Lito shook his head at the tight cluster of people worrying over the engine at the back of the boat and thumped his fist against the side.

“It was a mistake, leaving on this sinking coffin. I should have stayed put. All of us should have. How is Cuba worse now than it ever was? We’ve always been beholden to somebody else. First it was Spain, then it was the US, then it was Russia. First Batista, then Castro. We should have waited. Things change. They always change.”

“But do they ever get better?” Iván asked.

Isabel thought that was a good question. All her life, things had only gotten worse. First the Soviet Union collapsing, then her parents fighting,

then her father trying to leave. Then her grandmother dying. She waited for Lito to tell her different, to tell her that things would get better, but he looked out at the black water instead. Isabel and Iván shared a glance. Lito’s silence was answer enough.

“Someone would have done something,” Lito said at last. “We should have waited.”

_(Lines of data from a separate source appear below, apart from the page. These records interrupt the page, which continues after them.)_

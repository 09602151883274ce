//! Conversation state owned by the intent router

use hearth_types::{Arguments, SkillActionRef};

/// Where the router stands between two utterances
#[derive(Debug, Clone, Copy, PartialEq, Eq)]
pub enum Phase {
    /// No pending action
    Idle,
    /// A pending action still misses required parameters
    AwaitingSlot,
    /// A pending action waits for the next utterance (loop or flow step)
    AwaitingInput,
}

/// Remaining steps of a flow interrupted by a cross-skill jump
#[derive(Debug, Clone, PartialEq, Eq)]
pub struct FlowCursor {
    pub skill: String,
    pub remaining: Vec<String>,
    /// Action the flow jumped to
    pub target: SkillActionRef,
}

impl FlowCursor {
    /// Whether finishing `action` hands control back to the flow
    pub fn resumes_after(&self, action: &SkillActionRef) -> bool {
        self.target.skill == action.skill
    }
}

/// Pending-action state of one conversation
///
/// `missing` and the keys of `collected` never overlap.
#[derive(Debug, Clone, Default, PartialEq)]
pub struct ConversationState {
    pending: Option<SkillActionRef>,
    missing: Vec<String>,
    collected: Arguments,
    starting_utterance: Option<String>,
    flow_resume: Option<FlowCursor>,
}

impl ConversationState {
    pub fn new() -> Self {
        Self::default()
    }

    /// Arm a pending action. The flow resume cursor is left untouched.
    pub fn arm(
        &mut self,
        action: SkillActionRef,
        missing: Vec<String>,
        collected: Arguments,
        starting_utterance: impl Into<String>,
    ) {
        self.missing = missing
            .into_iter()
            .filter(|name| !collected.contains_key(name))
            .collect();
        self.collected = collected;
        self.pending = Some(action);
        self.starting_utterance = Some(starting_utterance.into());
    }

    /// Merge filled slots, returning how many missing parameters they resolved.
    ///
    /// Nothing is merged when no missing parameter is resolved.
    pub fn apply_filled(&mut self, filled: Arguments) -> usize {
        let resolved = self
            .missing
            .iter()
            .filter(|name| filled.contains_key(*name))
            .count();
        if resolved == 0 {
            return 0;
        }
        self.missing.retain(|name| !filled.contains_key(name));
        self.collected.extend(filled);
        resolved
    }

    pub fn phase(&self) -> Phase {
        match (&self.pending, self.missing.is_empty()) {
            (None, _) => Phase::Idle,
            (Some(_), false) => Phase::AwaitingSlot,
            (Some(_), true) => Phase::AwaitingInput,
        }
    }

    pub fn pending(&self) -> Option<&SkillActionRef> {
        self.pending.as_ref()
    }

    pub fn missing(&self) -> &[String] {
        &self.missing
    }

    pub fn first_missing(&self) -> Option<&str> {
        self.missing.first().map(String::as_str)
    }

    pub fn collected(&self) -> &Arguments {
        &self.collected
    }

    pub fn starting_utterance(&self) -> Option<&str> {
        self.starting_utterance.as_deref()
    }

    pub fn set_flow_resume(&mut self, cursor: FlowCursor) {
        self.flow_resume = Some(cursor);
    }

    pub fn take_flow_resume(&mut self) -> Option<FlowCursor> {
        self.flow_resume.take()
    }

    /// Remove the cursor, returning it only when `finished` resumes it
    pub fn take_flow_resume_for(&mut self, finished: &SkillActionRef) -> Option<FlowCursor> {
        self.flow_resume
            .take()
            .filter(|cursor| cursor.resumes_after(finished))
    }

    pub fn flow_resume(&self) -> Option<&FlowCursor> {
        self.flow_resume.as_ref()
    }

    /// Drop the pending action but keep the flow resume cursor
    pub fn clear_pending(&mut self) {
        self.pending = None;
        self.missing.clear();
        self.collected.clear();
        self.starting_utterance = None;
    }

    /// Back to idle
    pub fn clear(&mut self) {
        self.clear_pending();
        self.flow_resume = None;
    }
}

#[cfg(test)]
mod tests {
    use super::*;
    use serde_json::json;

    fn args(pairs: &[(&str, serde_json::Value)]) -> Arguments {
        pairs
            .iter()
            .map(|(k, v)| (k.to_string(), v.clone()))
            .collect()
    }

    #[test]
    fn test_arm_keeps_missing_and_collected_disjoint() {
        let mut state = ConversationState::new();
        state.arm(
            SkillActionRef::new("todo_list_skill", "add_todos"),
            vec!["list_name".into(), "items".into()],
            args(&[("items", json!(["milk"]))]),
            "add milk",
        );
        assert_eq!(state.missing(), &["list_name".to_string()]);
        assert_eq!(state.phase(), Phase::AwaitingSlot);
    }

    #[test]
    fn test_apply_filled() {
        let mut state = ConversationState::new();
        state.arm(
            SkillActionRef::new("s", "a"),
            vec!["x".into(), "y".into()],
            Arguments::new(),
            "start",
        );
        assert_eq!(state.apply_filled(args(&[("x", json!(1))])), 1);
        assert_eq!(state.first_missing(), Some("y"));
        assert_eq!(state.apply_filled(args(&[("y", json!(2))])), 1);
        assert_eq!(state.phase(), Phase::AwaitingInput);
        assert_eq!(state.collected().len(), 2);
    }

    #[test]
    fn test_clear_pending_keeps_flow_cursor() {
        let mut state = ConversationState::new();
        state.set_flow_resume(FlowCursor {
            skill: "s".into(),
            remaining: vec!["b".into()],
            target: SkillActionRef::new("other_skill", "x"),
        });
        state.arm(SkillActionRef::new("other_skill", "x"), vec![], Arguments::new(), "go");
        state.clear_pending();
        assert_eq!(state.phase(), Phase::Idle);
        assert!(state.flow_resume().is_some());

        state.clear();
        assert!(state.flow_resume().is_none());
    }

    #[test]
    fn test_unresolving_fill_merges_nothing() {
        let mut state = ConversationState::new();
        state.arm(
            SkillActionRef::new("todo_list_skill", "add_todos"),
            vec!["list_name".into()],
            args(&[("items", json!(["milk"]))]),
            "add milk",
        );
        assert_eq!(state.apply_filled(args(&[("items", json!(["bread"]))])), 0);
        assert_eq!(state.collected().get("items"), Some(&json!(["milk"])));
        assert_eq!(state.missing(), &["list_name".to_string()]);

        let filled = args(&[("list_name", json!("groceries")), ("items", json!(["eggs"]))]);
        assert_eq!(state.apply_filled(filled), 1);
        assert_eq!(state.collected().get("items"), Some(&json!(["eggs"])));
    }

    #[test]
    fn test_flow_cursor_only_resumes_for_its_target_skill() {
        let cursor = FlowCursor {
            skill: "trip_planner_skill".into(),
            remaining: vec!["pack".into()],
            target: SkillActionRef::new("weather_skill", "forecast"),
        };
        let mut state = ConversationState::new();

        state.set_flow_resume(cursor.clone());
        assert!(state
            .take_flow_resume_for(&SkillActionRef::new("timer_skill", "set_timer"))
            .is_none());
        assert!(state.flow_resume().is_none());

        state.set_flow_resume(cursor.clone());
        assert_eq!(
            state.take_flow_resume_for(&SkillActionRef::new("weather_skill", "radar")),
            Some(cursor)
        );
    }
}
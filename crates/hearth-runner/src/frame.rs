//! Framing and classification of a skill's stdout
//!
//! Bytes are accumulated, split on newlines, each complete line is
//! classified, and the caller dispatches the resulting frames.

use hearth_types::{SkillOutput, SkillOutputLine};

/// Accumulates raw bytes and yields complete lines
#[derive(Debug, Default)]
pub struct LineFramer {
    buffer: Vec<u8>,
}

impl LineFramer {
    /// Create an empty framer
    #[must_use]
    pub fn new() -> Self {
        Self::default()
    }

    /// Append a chunk and drain every complete line
    pub fn push(&mut self, chunk: &[u8]) -> Vec<String> {
        self.buffer.extend_from_slice(chunk);

        let mut lines = Vec::new();
        while let Some(pos) = self.buffer.iter().position(|b| *b == b'\n') {
            let line: Vec<u8> = self.buffer.drain(..=pos).collect();
            lines.push(decode(&line[..line.len() - 1]));
        }
        lines
    }

    /// Take the unterminated remainder at end of stream
    pub fn finish(&mut self) -> Option<String> {
        if self.buffer.is_empty() {
            return None;
        }
        let rest = std::mem::take(&mut self.buffer);
        Some(decode(&rest))
    }

    /// Bytes waiting for a newline
    #[must_use]
    pub fn pending(&self) -> usize {
        self.buffer.len()
    }
}

fn decode(bytes: &[u8]) -> String {
    String::from_utf8_lossy(bytes)
        .trim_end_matches('\r')
        .to_string()
}

/// A classified stdout line
#[derive(Debug, Clone, PartialEq)]
pub enum Frame {
    /// Marker-prefixed diagnostic, marker stripped
    Diagnostic(String),
    /// A valid result line
    Result(Box<SkillOutput>),
    /// A line that is neither a diagnostic nor valid structured data
    Malformed {
        /// The offending line
        line: String,
        /// Parse error
        error: String,
    },
    /// Whitespace only
    Blank,
}

/// Classify one complete line
#[must_use]
pub fn classify(line: &str, marker: &str) -> Frame {
    let trimmed = line.trim();
    if trimmed.is_empty() {
        return Frame::Blank;
    }

    if !marker.is_empty() {
        if let Some(message) = trimmed.strip_prefix(marker) {
            return Frame::Diagnostic(message.trim().to_string());
        }
    }

    match SkillOutputLine::parse(trimmed) {
        Ok(parsed) => Frame::Result(Box::new(parsed.output)),
        Err(e) => Frame::Malformed {
            line: trimmed.to_string(),
            error: e.to_string(),
        },
    }
}

/// Stateful demultiplexer over one process stream
///
/// Keeps the last valid result seen, which becomes the invocation result
/// once the stream ends.
#[derive(Debug)]
pub struct StdoutDemux {
    framer: LineFramer,
    marker: String,
    last_result: Option<SkillOutput>,
    results: usize,
    malformed: usize,
}

impl StdoutDemux {
    /// Demultiplexer recognising `marker` as the diagnostic prefix
    #[must_use]
    pub fn new(marker: impl Into<String>) -> Self {
        Self {
            framer: LineFramer::new(),
            marker: marker.into(),
            last_result: None,
            results: 0,
            malformed: 0,
        }
    }

    /// Feed a chunk, returning the frames completed by it
    pub fn feed(&mut self, chunk: &[u8]) -> Vec<Frame> {
        let lines = self.framer.push(chunk);
        lines.iter().map(|line| self.record(line)).collect()
    }

    /// Flush the unterminated remainder at end of stream
    pub fn finish(&mut self) -> Option<Frame> {
        let rest = self.framer.finish()?;
        Some(self.record(&rest))
    }

    fn record(&mut self, line: &str) -> Frame {
        let frame = classify(line, &self.marker);
        match &frame {
            Frame::Result(output) => {
                self.results += 1;
                self.last_result = Some(output.as_ref().clone());
            }
            Frame::Malformed { .. } => self.malformed += 1,
            Frame::Diagnostic(_) | Frame::Blank => {}
        }
        frame
    }

    /// Last valid result line seen so far
    #[must_use]
    pub fn last_result(&self) -> Option<&SkillOutput> {
        self.last_result.as_ref()
    }

    /// Consume the demultiplexer, keeping the authoritative result
    #[must_use]
    pub fn into_result(self) -> Option<SkillOutput> {
        self.last_result
    }

    /// Number of valid result lines
    #[must_use]
    pub fn result_count(&self) -> usize {
        self.results
    }

    /// Number of lines that failed to parse
    #[must_use]
    pub fn malformed_count(&self) -> usize {
        self.malformed
    }
}
use crate::routing::SkillActionRef;
use chrono::{DateTime, Local};
use serde::{Deserialize, Serialize};
use serde_json::Value;
use uuid::Uuid;

/// Turn identifier, unique per processed utterance
pub type TurnId = Uuid;

/// Action arguments and arbitrary context data
pub type Arguments = serde_json::Map<String, Value>;

/// Sentiment polarity detected on an utterance
#[derive(Debug, Clone, Copy, PartialEq, Eq, Serialize, Deserialize)]
#[serde(rename_all = "lowercase")]
pub enum SentimentVote {
    Positive,
    Neutral,
    Negative,
}

/// Sentiment analysis result
#[derive(Debug, Clone, Default, PartialEq, Serialize, Deserialize)]
pub struct Sentiment {
    pub vote: Option<SentimentVote>,
    pub score: Option<f64>,
}

/// A named entity extracted from an utterance
#[derive(Debug, Clone, PartialEq, Serialize, Deserialize)]
pub struct Entity {
    pub entity: String,
    #[serde(rename = "sourceText")]
    pub source_text: String,
    #[serde(default)]
    pub resolution: Value,
}

impl Entity {
    pub fn new(entity: impl Into<String>, source_text: impl Into<String>) -> Self {
        Self {
            entity: entity.into(),
            source_text: source_text.into(),
            resolution: Value::Null,
        }
    }
}

/// An owner utterance as it enters the router
#[derive(Debug, Clone, Default)]
pub struct Utterance {
    pub text: String,
    pub lang: String,
    pub entities: Vec<Entity>,
    pub sentiment: Sentiment,
}

impl Utterance {
    pub fn new(text: impl Into<String>, lang: impl Into<String>) -> Self {
        Self {
            text: text.into(),
            lang: lang.into(),
            entities: Vec::new(),
            sentiment: Sentiment::default(),
        }
    }

    pub fn with_entities(mut self, entities: Vec<Entity>) -> Self {
        self.entities = entities;
        self
    }

    pub fn with_sentiment(mut self, sentiment: Sentiment) -> Self {
        self.sentiment = sentiment;
        self
    }
}

/// Conversation-scoped history made visible to skills
#[derive(Debug, Clone, Default, PartialEq, Serialize, Deserialize)]
pub struct ConversationContext {
    pub utterances: Vec<String>,
    pub action_arguments: Vec<Arguments>,
    pub entities: Vec<Entity>,
    pub sentiments: Vec<Sentiment>,
    pub data: Arguments,
}

/// Date and time block derived when the intent file is written
#[derive(Debug, Clone, PartialEq, Serialize, Deserialize)]
pub struct TemporalContext {
    pub lang: String,
    pub date: String,
    pub time: String,
    pub timestamp: i64,
    pub date_time: String,
    pub week_day: String,
}

impl TemporalContext {
    pub fn now(lang: &str) -> Self {
        Self::at(lang, Local::now())
    }

    pub fn at(lang: &str, now: DateTime<Local>) -> Self {
        Self {
            lang: lang.to_string(),
            date: now.format("%Y-%m-%d").to_string(),
            time: now.format("%H:%M:%S").to_string(),
            timestamp: now.timestamp_millis(),
            date_time: now.to_rfc3339(),
            week_day: now.format("%A").to_string(),
        }
    }
}

/// Declared parameter of an action
#[derive(Debug, Clone, PartialEq, Serialize, Deserialize)]
pub struct ParameterSpec {
    pub name: String,
    #[serde(rename = "type")]
    pub param_type: String,
    #[serde(default, skip_serializing_if = "Option::is_none")]
    pub description: Option<String>,
    pub required: bool,
}

/// Snapshot of one turn, filled in as routing decisions are made
///
/// Built from the utterance, then the skill is chosen, then the action and
/// its arguments. Handed by value to the skill process runner.
#[derive(Debug, Clone, Serialize, Deserialize)]
pub struct IntentContext {
    pub id: TurnId,
    pub lang: String,
    pub utterance: String,
    pub entities: Vec<Entity>,
    pub sentiment: Sentiment,
    pub skill_name: Option<String>,
    pub action_name: Option<String>,
    pub action_arguments: Arguments,
    pub parameters: Vec<ParameterSpec>,
    pub context: ConversationContext,
}

impl IntentContext {
    pub fn new(utterance: &Utterance, context: ConversationContext) -> Self {
        Self {
            id: Uuid::new_v4(),
            lang: utterance.lang.clone(),
            utterance: utterance.text.clone(),
            entities: utterance.entities.clone(),
            sentiment: utterance.sentiment.clone(),
            skill_name: None,
            action_name: None,
            action_arguments: Arguments::new(),
            parameters: Vec::new(),
            context,
        }
    }

    pub fn set_skill(&mut self, skill_name: impl Into<String>) {
        self.skill_name = Some(skill_name.into());
        self.action_name = None;
        self.action_arguments.clear();
        self.parameters.clear();
    }

    pub fn set_action(
        &mut self,
        action_name: impl Into<String>,
        arguments: Arguments,
        parameters: Vec<ParameterSpec>,
    ) {
        self.action_name = Some(action_name.into());
        self.action_arguments = arguments;
        self.parameters = parameters;
    }

    /// The resolved `skill:action` pair, once both are chosen
    pub fn skill_action(&self) -> Option<SkillActionRef> {
        match (&self.skill_name, &self.action_name) {
            (Some(skill), Some(action)) => Some(SkillActionRef::new(skill, action)),
            _ => None,
        }
    }
}

#[cfg(test)]
mod tests {
    use super::*;
    use chrono::TimeZone;

    #[test]
    fn test_temporal_context_format() {
        let now = Local.with_ymd_and_hms(2024, 3, 15, 9, 30, 5).unwrap();
        let temporal = TemporalContext::at("en", now);
        assert_eq!(temporal.date, "2024-03-15");
        assert_eq!(temporal.time, "09:30:05");
        assert_eq!(temporal.week_day, "Friday");
        assert_eq!(temporal.timestamp, now.timestamp_millis());
    }

    #[test]
    fn test_set_skill_resets_action() {
        let utterance = Utterance::new("add milk to my list", "en");
        let mut ctx = IntentContext::new(&utterance, ConversationContext::default());
        ctx.set_skill("todo_list_skill");
        let mut args = Arguments::new();
        args.insert("items".into(), serde_json::json!(["milk"]));
        ctx.set_action("add_todos", args, Vec::new());
        assert_eq!(
            ctx.skill_action().map(|r| r.to_string()),
            Some("todo_list_skill:add_todos".to_string())
        );

        ctx.set_skill("timer_skill");
        assert!(ctx.action_name.is_none());
        assert!(ctx.action_arguments.is_empty());
    }

    #[test]
    fn test_entity_wire_name() {
        let entity = Entity::new("widgetid", "todos-1");
        let json = serde_json::to_value(&entity).unwrap();
        assert_eq!(json["sourceText"], "todos-1");
    }
}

“But they were going to arrest Papi,” said Isabel.

“I know you love your father, Chabela, but he’s a fool.”

Isabel’s cheeks burned with a mix of anger and embarrassment. She loved Lito dearly, but she also loved her papi, and hearing Lito speak ill of him stung deeply. What made it worse was that Lito was airing his grievances in front of her best friend. She shot a quick glance at Iván, who kept his gaze fixed on his work, pretending not to notice. But with them so close to Lito, he could hear every word. And Lito wasn’t finished yet.

“He’s risking his life—your life, your mother’s life, and the life of his unborn child. And for what?” Lito demanded. “He doesn’t even know. Ask him why he wants to go to the States and all he’ll say is ‘freedom.’ That’s no plan. How will he provide for you any better than he did in Cuba?” Lito’s eyes locked on Isabel. “He’s taking you away from who you are. How will you ever learn to count clave in Miami? The US has no soul. In Havana, you would have absorbed it naturally. Clave is the hidden heartbeat of the people, underlying whatever song Batista or Castro is playing.”

“Oh, hush, Papi,” Isabel’s mother said sleepily. She had been awake enough to catch the tail end of the conversation. “Miami is just North Cuba.”

Mami shifted and drifted back to sleep, but Isabel couldn’t shake her worry. Lito’s words gnawed at her. She had never mastered clave, but she had hoped it would come to her in time, that the rhythm of her homeland would eventually reveal itself to her. But now, she wondered if she had traded her music—the one thing truly hers—for the chance to keep her family together.

“We should go back,” Lito said. He wobbled to his feet. “We’re not too far gone, and with Castro being so lenient right now, we won’t be punished for leaving.”

“No, Lito,” Isabel said. No—as much as she feared the loss of her music, her soul, she wouldn’t trade that for her family. She grabbed Lito and held him back. “Don’t. We can’t go back. They’ll arrest Papi!”

Panic rose like the distant rumble of thunder in Isabel’s ears. But then Iván and Lito both looked up, like they could hear it too.

It wasn’t Isabel’s fear that shook her deep down to the pit of her stomach.

It was the enormous tanker headed right for them.